Functional angiotensin and bradykinin receptors are expressed on primary human mast cells

Abstract

Abstract Purpose The role of mast cells (MCs) has traditionally been recognized as an effector cell for IgE-mediated allergic diseases, involving ~20% of USA citizens. However, everyone has MCs, indicating their involvement in biologic and pathobiologic conditions beyond allergy. Angiotensin converting enzyme inhibitors (ACEI) and angiotensin II type 1 receptor (AT1R) blockers are used to treat cardiovascular disorders such as hypertension, while a bradykinin type 2 receptor (B2R) inhibitor is used to treat attacks of hereditary angioedema.

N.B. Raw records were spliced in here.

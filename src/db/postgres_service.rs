use log::info;
use migration::{Migrator, MigratorTrait};
use sea_orm::{Database, DatabaseConnection, DbErr};

#[derive(Clone)]
pub struct PostgresService {
    pub(crate) db: DatabaseConnection,
}

impl PostgresService {
    pub async fn new(uri: &str) -> Result<Self, DbErr> {
        info!("Connecting to PostgreSQL...");
        let db = Database::connect(uri).await?;
        info!("Running migrations...");
        Migrator::up(&db, None).await?;
        info!("Migrations finished.");
        Ok(Self { db })
    }
}
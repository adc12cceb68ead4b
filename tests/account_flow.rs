mod common;

use account_service::types::account::AccountCreate;
use account_service::types::error::AppError;
use common::{test_data, TestContext};

#[tokio::test]
async fn test_create_user_applies_defaults() {
    println!("\n\n[+] Running test: test_create_user_applies_defaults");
    let ctx = TestContext::new().await;

    let payload = test_data::sample_user();
    println!("[>] Creating user: {}", payload.email);
    let account = ctx.db.create_user(payload.clone()).await.unwrap();
    println!("[<] Created account {}", account.id);

    assert_eq!(account.email, payload.email);
    assert!(!account.is_staff);
    assert!(!account.is_superuser);
    assert!(account.is_active);
    assert!(account.phone_number.is_none());

    // Never the raw password, and verification must accept it.
    assert_ne!(account.password_hash, payload.password);
    assert!(ctx
        .db
        .check_password(&account.id, &payload.password)
        .await
        .unwrap());
    assert!(!ctx.db.check_password(&account.id, "wrong").await.unwrap());
    println!("[/] Test passed: defaults and hashing applied.");
}

#[tokio::test]
async fn test_create_user_respects_flag_overrides() {
    println!("\n\n[+] Running test: test_create_user_respects_flag_overrides");
    let ctx = TestContext::new().await;

    let payload = AccountCreate {
        is_staff: Some(true),
        is_active: Some(false),
        ..test_data::sample_user()
    };
    let account = ctx.db.create_user(payload).await.unwrap();

    assert!(account.is_staff);
    assert!(!account.is_superuser);
    assert!(!account.is_active);
    println!("[/] Test passed: overrides kept.");
}

#[tokio::test]
async fn test_create_user_normalizes_email() {
    println!("\n\n[+] Running test: test_create_user_normalizes_email");
    let ctx = TestContext::new().await;

    let payload = AccountCreate {
        email: "  John@EXAMPLE.Com ".to_string(),
        ..test_data::sample_user()
    };
    let account = ctx.db.create_user(payload).await.unwrap();

    assert_eq!(account.email, "John@example.com");
    println!("[/] Test passed: domain lowercased, local part kept.");
}

#[tokio::test]
async fn test_create_user_empty_email_rejected() {
    println!("\n\n[+] Running test: test_create_user_empty_email_rejected");
    let ctx = TestContext::new().await;

    let payload = AccountCreate {
        email: "".to_string(),
        ..test_data::sample_user()
    };
    let err = ctx.db.create_user(payload).await.unwrap_err();
    println!("[<] Got error: {err}");

    assert!(matches!(err, AppError::Validation(_)));
    println!("[/] Test passed: empty email is a validation error.");
}

#[tokio::test]
async fn test_duplicate_email_rejected() {
    println!("\n\n[+] Running test: test_duplicate_email_rejected");
    let ctx = TestContext::new().await;

    ctx.db.create_user(test_data::sample_user()).await.unwrap();
    let err = ctx
        .db
        .create_user(test_data::sample_user())
        .await
        .unwrap_err();
    println!("[<] Got error: {err}");

    assert!(matches!(err, AppError::AlreadyExists));
    println!("[/] Test passed: email collision surfaced.");
}

#[tokio::test]
async fn test_duplicate_phone_rejected() {
    println!("\n\n[+] Running test: test_duplicate_phone_rejected");
    let ctx = TestContext::new().await;

    let first = AccountCreate {
        phone_number: Some("+15550100".to_string()),
        ..test_data::sample_user()
    };
    ctx.db.create_user(first).await.unwrap();

    let second = AccountCreate {
        email: "other@example.com".to_string(),
        phone_number: Some("+15550100".to_string()),
        ..test_data::sample_user()
    };
    let err = ctx.db.create_user(second).await.unwrap_err();
    println!("[<] Got error: {err}");

    assert!(matches!(err, AppError::AlreadyExists));
    println!("[/] Test passed: phone collision surfaced.");
}

#[tokio::test]
async fn test_create_superuser_defaults_elevated() {
    println!("\n\n[+] Running test: test_create_superuser_defaults_elevated");
    let ctx = TestContext::new().await;

    let account = ctx
        .db
        .create_superuser(test_data::sample_user())
        .await
        .unwrap();

    assert!(account.is_staff);
    assert!(account.is_superuser);
    assert!(account.is_active);
    println!("[/] Test passed: superuser flags defaulted to true.");
}

#[tokio::test]
async fn test_create_superuser_rejects_contradiction() {
    println!("\n\n[+] Running test: test_create_superuser_rejects_contradiction");
    let ctx = TestContext::new().await;

    let payload = AccountCreate {
        is_staff: Some(false),
        ..test_data::sample_user()
    };
    let err = ctx.db.create_superuser(payload).await.unwrap_err();
    println!("[<] Got error: {err}");
    assert!(matches!(err, AppError::Validation(_)));

    // Nothing was persisted by the rejected call.
    assert!(!ctx
        .db
        .account_exists_by_email("test@example.com")
        .await
        .unwrap());
    println!("[/] Test passed: contradictory flags rejected before insert.");
}
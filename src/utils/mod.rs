pub mod mail;
pub mod password;
pub mod token;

We examined the expression and biological function of AT1R, B2R and B1R on primary human MCs. Methods MCs were dispersed from fresh surgical human skin obtained from CHTN, and placed into culture with SCF (100 ng/ml) for 4–8 weeks. FACS analysis, western blotting, qRT-PCR, degranulation (β-hexosaminidase release), cytokine/chemokine secretion of IL-6, IL-8 and CCL5, nitric oxide (NO) production (DAF-AM diacetate) were measured. Results FACS analysis and western blotting showed the AT1R and B2R are expressed on MCs. Angiotensin II (0.1–10 μM) and bradykinin (BK, 0.1–2 μM) stimulated MCs to release cytokines (1–4 ng/ml) which was inhibited by specific inhibitors. BK also stimulated the production of NO. Both the B2R and B1R are up-regulated by TNFα (10 ng/ml for 3 days), leading to enhanced activation of MCs by BK (1 μM) and desArg-LysBK (1 μM). Exposure of MCs to angiotensin II (2 μM), angiotensin (1–7)(10 μM) or ACEI (ramipril 1 μM) also enhanced cytokine secretion triggered by low concentration of BK (0.03–0.25 μM). Conclusion These findings suggest functional interactions of AT1R, B2R, ACE and Mas on human MCs, providing novel roles for MCs in cardiovascular, inflammatory and allergic disorders.